REQUIREMENT = Nothing but the lines holding the string "UsageEntry" should appear in the answer. Copy them from the entries.

[Saved data entries]
*-*-*
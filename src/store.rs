use std::{collections::BTreeMap, sync::Mutex};

use async_trait::async_trait;
use chrono::{DateTime, Duration, Local, NaiveDate, Timelike, Utc};
use serde::Serialize;
use sqlx::{
    Row, SqlitePool,
    sqlite::{SqliteConnectOptions, SqlitePoolOptions, SqliteRow},
};
use tracing::{debug, info};

use crate::{
    config::Settings,
    error::ProxyError,
    keys::{KeyRecord, mask_key},
    models::{ModelInfo, ModelType},
};

/// 日账本保留天数。
pub const LEDGER_RETENTION_DAYS: i64 = 30;

/// key 表与配置的持久层。
#[async_trait]
pub trait KeyPersistence: Send + Sync {
    async fn load_keys(&self) -> Result<Vec<KeyRecord>, ProxyError>;
    async fn upsert_key(&self, record: &KeyRecord) -> Result<(), ProxyError>;
    async fn delete_key(&self, key: &str) -> Result<(), ProxyError>;
    async fn load_settings(&self) -> Result<Option<Settings>, ProxyError>;
    async fn save_settings(&self, settings: &Settings) -> Result<(), ProxyError>;
}

/// 一条日账本记录。
#[derive(Debug, Clone, PartialEq)]
pub struct UsageEntry {
    pub key: String,
    pub model: String,
    pub requests: u64,
    pub prompt_tokens: u64,
    pub completion_tokens: u64,
    pub success: bool,
    pub at: DateTime<Local>,
}

#[async_trait]
pub trait UsageLedger: Send + Sync {
    async fn append_usage(&self, entry: &UsageEntry) -> Result<(), ProxyError>;
}

/// 模型登记表。
#[async_trait]
pub trait ModelRegistry: Send + Sync {
    /// 只返回未被软删除的模型。
    async fn find_model(&self, id: &str) -> Result<Option<ModelInfo>, ProxyError>;
    /// 写入类别、策略与标记，调用计数保持不变。
    async fn save_model(&self, model: &ModelInfo) -> Result<(), ProxyError>;
    /// 用 upstream 列表替换登记表：不在列表中的软删除，已有行保留类别与策略。
    async fn sync_models(&self, ids: &[String]) -> Result<usize, ProxyError>;
    async fn list_models(&self) -> Result<Vec<ModelInfo>, ProxyError>;
    /// 只累加已登记的模型；返回是否命中。
    async fn record_model_call(&self, id: &str) -> Result<bool, ProxyError>;
}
*-*-*
ANSWER BOX =
pub struct UsageEntry {
    async fn append_usage(&self, entry: &UsageEntry) -> Result<(), ProxyError>;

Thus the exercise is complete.